- **Directions for this task**
Would you please output, word for word, the span of the listing below that opens on the line containing "and role checks" and closes on the line containing "missing token from"? Include both ends and nothing more.

= = = = = = =

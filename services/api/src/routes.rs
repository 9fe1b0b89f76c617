//! HTTP route handlers
//!
//! All responses share the `{status, data}` envelope; list responses add a
//! `results` count. Handlers take raw JSON bodies and decode through
//! `parse`, so a malformed payload reports through the error taxonomy
//! instead of the framework's rejection.

pub mod auth;
pub mod bootcamps;
pub mod courses;
pub mod reviews;
pub mod users;

use axum::{Json, Router, extract::State, http::Uri, routing::get};
use serde::de::DeserializeOwned;
use serde_json::{Value, json};

use crate::error::{ApiError, ApiResult};
use crate::state::AppState;

/// Assemble the full application router
pub fn router(state: AppState) -> Router {
    Router::new()
        .route("/health", get(health))
        .nest("/api/v1/auth", auth::router(state.clone()))
        .nest("/api/v1/bootcamps", bootcamps::router(state.clone()))
        .nest("/api/v1/courses", courses::router(state.clone()))
        .nest("/api/v1/reviews", reviews::router(state.clone()))
        .nest("/api/v1/users", users::router(state.clone()))
        .fallback(unknown_route)
        .with_state(state)
}

async fn health(State(state): State<AppState>) -> ApiResult<Json<Value>> {
    common::database::health_check(state.store.pool())
        .await
        .map_err(ApiError::from)?;
    Ok(Json(json!({ "status": "success" })))
}

async fn unknown_route(uri: Uri) -> ApiError {
    ApiError::UnknownRoute(uri.path().to_string())
}

/// Decode a JSON body into a payload type; failures report as 400s
pub(crate) fn parse<T: DeserializeOwned>(body: Value) -> ApiResult<T> {
    serde_json::from_value(body)
        .map_err(|e| ApiError::Validation(format!("Invalid input data: {e}")))
}

pub(crate) fn collection_body(key: &str, docs: Vec<Value>) -> Json<Value> {
    Json(json!({
        "status": "success",
        "results": docs.len(),
        "data": { key: docs }
    }))
}

pub(crate) fn entity_body(key: &str, doc: Value) -> Json<Value> {
    Json(json!({
        "status": "success",
        "data": { key: doc }
    }))
}

pub(crate) fn deleted_body() -> Json<Value> {
    Json(json!({ "status": "success", "data": null }))
}
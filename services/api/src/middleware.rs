//! Middleware for JWT token validation and role checks
//!
//! The auth gate walks a fixed sequence: bearer extraction, signature and
//! expiry verification, principal load, credential staleness. Each failure
//! maps to its own taxonomy kind so clients can tell a missing token from
//! a stale one. Role middlewares sit inside the gate and only read the
//! `CurrentUser` extension it installed.

use std::sync::Arc;

use axum::{
    body::Body,
    extract::State,
    http::{HeaderMap, Request, header},
    middleware::Next,
    response::Response,
};

use crate::error::{ApiError, ApiResult};
use crate::models::user::{self, Role, User, UserScope};
use crate::state::AppState;

/// Authenticated principal of the current request
#[derive(Clone)]
pub struct CurrentUser(pub Arc<User>);

/// Extract and validate the bearer token, then install `CurrentUser`
pub async fn authenticate(
    State(state): State<AppState>,
    mut req: Request<Body>,
    next: Next,
) -> ApiResult<Response> {
    let token = bearer_token(req.headers()).ok_or(ApiError::Unauthenticated)?;
    let claims = state.jwt.verify(token)?;

    let principal = user::find_by_id(&state.store, claims.sub, UserScope::ActiveOnly)
        .await?
        .ok_or(ApiError::PrincipalGone)?;
    if principal.changed_password_after(claims.iat) {
        return Err(ApiError::CredentialsChanged);
    }

    req.extensions_mut().insert(CurrentUser(Arc::new(principal)));
    Ok(next.run(req).await)
}

/// Allow publishers and admins through
pub async fn require_publisher(req: Request<Body>, next: Next) -> ApiResult<Response> {
    restrict_to(&req, &[Role::Publisher, Role::Admin])?;
    Ok(next.run(req).await)
}

/// Allow plain users and admins through (review routes)
pub async fn require_reviewer(req: Request<Body>, next: Next) -> ApiResult<Response> {
    restrict_to(&req, &[Role::User, Role::Admin])?;
    Ok(next.run(req).await)
}

/// Allow admins only
pub async fn require_admin(req: Request<Body>, next: Next) -> ApiResult<Response> {
    restrict_to(&req, &[Role::Admin])?;
    Ok(next.run(req).await)
}

fn restrict_to(req: &Request<Body>, allowed: &[Role]) -> ApiResult<()> {
    let current = req
        .extensions()
        .get::<CurrentUser>()
        .ok_or(ApiError::Unauthenticated)?;
    if allowed.contains(&current.0.role) {
        Ok(())
    } else {
        Err(ApiError::Forbidden)
    }
}

/// Pull the token out of an `Authorization: Bearer` header
pub fn bearer_token(headers: &HeaderMap) -> Option<&str> {
    let value = headers.get(header::AUTHORIZATION)?.to_str().ok()?;
    let token = value.strip_prefix("Bearer ")?;
    if token.is_empty() { None } else { Some(token) }
}

#[cfg(test)]
mod tests {
    use super::*;
    use axum::http::HeaderValue;

    fn headers(value: Option<&str>) -> HeaderMap {
        let mut map = HeaderMap::new();
        if let Some(v) = value {
            map.insert(header::AUTHORIZATION, HeaderValue::from_str(v).unwrap());
        }
        map
    }

    #[test]
    fn bearer_token_is_extracted() {
        let map = headers(Some("Bearer abc.def.ghi"));
        assert_eq!(bearer_token(&map), Some("abc.def.ghi"));
    }

    #[test]
    fn missing_header_yields_none() {
        assert_eq!(bearer_token(&headers(None)), None);
    }

    #[test]
    fn non_bearer_schemes_are_rejected() {
        assert_eq!(bearer_token(&headers(Some("Basic dXNlcg=="))), None);
        assert_eq!(bearer_token(&headers(Some("Bearer"))), None);
        assert_eq!(bearer_token(&headers(Some("Bearer "))), None);
    }

    #[test]
    fn role_check_reads_the_installed_principal() {
        let user = User::new(
            "Test".to_string(),
            "t@devcamp.io".to_string(),
            Role::Publisher,
            "$argon2id$fake".to_string(),
        );
        let mut req = Request::new(Body::empty());
        req.extensions_mut().insert(CurrentUser(Arc::new(user)));

        assert!(restrict_to(&req, &[Role::Publisher, Role::Admin]).is_ok());
        assert!(matches!(
            restrict_to(&req, &[Role::Admin]),
            Err(ApiError::Forbidden)
        ));

        let bare = Request::new(Body::empty());
        assert!(matches!(
            restrict_to(&bare, &[Role::Admin]),
            Err(ApiError::Unauthenticated)
        ));
    }
}
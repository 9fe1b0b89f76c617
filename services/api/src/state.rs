//! Shared application state

use std::sync::Arc;

use common::store::DocumentStore;

use crate::config::AppConfig;
use crate::email::Mailer;
use crate::geocoder::Geocoder;
use crate::hooks::{BootcampHooks, CourseHooks, ReviewHooks};
use crate::jwt::JwtService;
use crate::models::bootcamp::Bootcamp;
use crate::models::course::Course;
use crate::models::review::Review;
use crate::models::user::User;
use crate::service::{CollectionService, NoHooks};

/// Application state shared across handlers
#[derive(Clone)]
pub struct AppState {
    pub config: AppConfig,
    pub jwt: JwtService,
    pub store: DocumentStore,
    pub mailer: Arc<dyn Mailer>,
    pub geocoder: Arc<dyn Geocoder>,
    pub bootcamps: CollectionService<Bootcamp>,
    pub courses: CollectionService<Course>,
    pub reviews: CollectionService<Review>,
    pub users: CollectionService<User>,
}

impl AppState {
    pub fn new(
        config: AppConfig,
        jwt: JwtService,
        store: DocumentStore,
        mailer: Arc<dyn Mailer>,
        geocoder: Arc<dyn Geocoder>,
    ) -> Self {
        let bootcamps = CollectionService::new(
            store.clone(),
            BootcampHooks {
                geocoder: Arc::clone(&geocoder),
            },
        );
        let courses = CollectionService::new(store.clone(), CourseHooks);
        let reviews = CollectionService::new(store.clone(), ReviewHooks);
        let users = CollectionService::new(store.clone(), NoHooks);

        AppState {
            config,
            jwt,
            store,
            mailer,
            geocoder,
            bootcamps,
            courses,
            reviews,
            users,
        }
    }
}
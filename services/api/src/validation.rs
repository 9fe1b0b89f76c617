//! Input validation utilities

use regex::Regex;
use std::sync::OnceLock;

/// Validate that a required string field is present and within bounds
pub fn validate_length(
    field: &str,
    value: &str,
    min: usize,
    max: usize,
) -> Result<(), String> {
    let len = value.trim().chars().count();
    if len < min {
        if min <= 1 {
            return Err(format!("{field} is required"));
        }
        return Err(format!("{field} must be at least {min} characters long"));
    }
    if len > max {
        return Err(format!("{field} can not be more than {max} characters"));
    }
    Ok(())
}

/// Validate email
pub fn validate_email(email: &str) -> Result<(), String> {
    if email.is_empty() {
        return Err("Please provide an email address".to_string());
    }

    static EMAIL_REGEX: OnceLock<Regex> = OnceLock::new();
    let regex = EMAIL_REGEX.get_or_init(|| {
        Regex::new(r"^[a-zA-Z0-9._%+-]+@[a-zA-Z0-9.-]+\.[a-zA-Z]{2,}$")
            .expect("Failed to compile email regex")
    });

    if !regex.is_match(email) {
        return Err("Please provide a valid email address".to_string());
    }

    Ok(())
}

/// Validate a website address
pub fn validate_url(url: &str) -> Result<(), String> {
    static URL_REGEX: OnceLock<Regex> = OnceLock::new();
    let regex = URL_REGEX.get_or_init(|| {
        Regex::new(r"^(https?://)?[a-zA-Z0-9][a-zA-Z0-9.-]*\.[a-zA-Z]{2,}(/\S*)?$")
            .expect("Failed to compile url regex")
    });

    if !regex.is_match(url) {
        return Err("Please provide a valid website address".to_string());
    }

    Ok(())
}

/// Validate a phone number
pub fn validate_phone(phone: &str) -> Result<(), String> {
    static PHONE_REGEX: OnceLock<Regex> = OnceLock::new();
    let regex = PHONE_REGEX.get_or_init(|| {
        Regex::new(r"^[+]?[(]?[0-9]{3}[)]?[-\s.]?[0-9]{3}[-\s.]?[0-9]{4,6}$")
            .expect("Failed to compile phone regex")
    });

    if !regex.is_match(phone) {
        return Err("Please provide a valid phone number".to_string());
    }

    Ok(())
}

/// Validate password
pub fn validate_password(password: &str) -> Result<(), String> {
    if password.is_empty() {
        return Err("Please provide a password".to_string());
    }

    if password.len() < 7 {
        return Err("Password length must be at least 7 characters".to_string());
    }

    if password.len() > 128 {
        return Err("Password must be at most 128 characters long".to_string());
    }

    Ok(())
}
//! Fixed-interval pacing for remote API calls
//!
//! Every remote-call site shares this limiter instead of carrying its own
//! sleep logic. The policy is a fixed minimum interval between
//! consecutive calls. Per-provider intervals differ, but none of them do
//! adaptive backoff; a failed call is simply retried on the next run.

use std::time::{Duration, Instant};
use tokio::sync::Mutex;

/// Enforces a minimum interval between consecutive calls.
pub struct RateLimiter {
    last_request: Mutex<Option<Instant>>,
    min_interval: Duration,
}

impl RateLimiter {
    pub fn new(min_interval_ms: u64) -> Self {
        Self {
            last_request: Mutex::new(None),
            min_interval: Duration::from_millis(min_interval_ms),
        }
    }

    /// Wait until the minimum interval since the last call has passed.
    pub async fn wait(&self) {
        let mut last = self.last_request.lock().await;

        if let Some(last_time) = *last {
            let elapsed = last_time.elapsed();
            if elapsed < self.min_interval {
                let wait_time = self.min_interval - elapsed;
                tracing::debug!("Rate limiting: waiting {:?}", wait_time);
                tokio::time::sleep(wait_time).await;
            }
        }

        *last = Some(Instant::now());
    }

    pub fn min_interval(&self) -> Duration {
        self.min_interval
    }
}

= = = = = = =

- **Response**
//! Middleware for JWT token validation and role checks
//!
//! The auth gate walks a fixed sequence: bearer extraction, signature and
//! expiry verification, principal load, credential staleness. Each failure
//! maps to its own taxonomy kind so clients can tell a missing token from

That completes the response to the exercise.